(Dataset entries)
※

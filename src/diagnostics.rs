//! Config entry diagnostics with secrets redacted

use anyhow::Result;
use serde_json::{json, Value};

use crate::config::AppConfig;

pub const REDACTED: &str = "**REDACTED**";

const TO_REDACT: &[&str] = &["api_key", "token"];

/// Replace the value of every key in `keys`, at any depth
pub fn redact(value: &mut Value, keys: &[&str]) {
    match value {
        Value::Object(map) => {
            for (key, item) in map.iter_mut() {
                if keys.contains(&key.as_str()) && !item.is_null() {
                    *item = Value::String(REDACTED.to_string());
                } else {
                    redact(item, keys);
                }
            }
        }
        Value::Array(items) => {
            for item in items {
                redact(item, keys);
            }
        }
        _ => {}
    }
}

pub fn config_entry_diagnostics(title: &str, config: &AppConfig) -> Result<Value> {
    let mut diagnostics = json!({
        "title": title,
        "data": {
            "perplexity": serde_json::to_value(&config.perplexity)?,
            "homeassistant": serde_json::to_value(&config.homeassistant)?,
        },
        "subentries": serde_json::to_value(&config.agents)?,
    });
    redact(&mut diagnostics, TO_REDACT);
    Ok(diagnostics)
}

※

## [Your task]
None of the records may be omitted or altered when they are given again.

## [Exercise output]
filename src/diagnostics.rs
//! Config entry diagnostics with secrets redacted

use anyhow::Result;
use serde_json::{json, Value};

use crate::config::AppConfig;

pub const REDACTED: &str = "**REDACTED**";

const TO_REDACT: &[&str] = &["api_key", "token"];

/// Replace the value of every key in `keys`, at any depth
pub fn redact(value: &mut Value, keys: &[&str]) {
    match value {
        Value::Object(map) => {
            for (key, item) in map.iter_mut() {
                if keys.contains(&key.as_str()) && !item.is_null() {
                    *item = Value::String(REDACTED.to_string());
                } else {
                    redact(item, keys);
                }
            }
        }
        Value::Array(items) => {
            for item in items {
                redact(item, keys);
            }
        }
        _ => {}
    }
}

pub fn config_entry_diagnostics(title: &str, config: &AppConfig) -> Result<Value> {
    let mut diagnostics = json!({
        "title": title,
        "data": {
            "perplexity": serde_json::to_value(&config.perplexity)?,
            "homeassistant": serde_json::to_value(&config.homeassistant)?,
        },
        "subentries": serde_json::to_value(&config.agents)?,
    });
    redact(&mut diagnostics, TO_REDACT);
    Ok(diagnostics)
}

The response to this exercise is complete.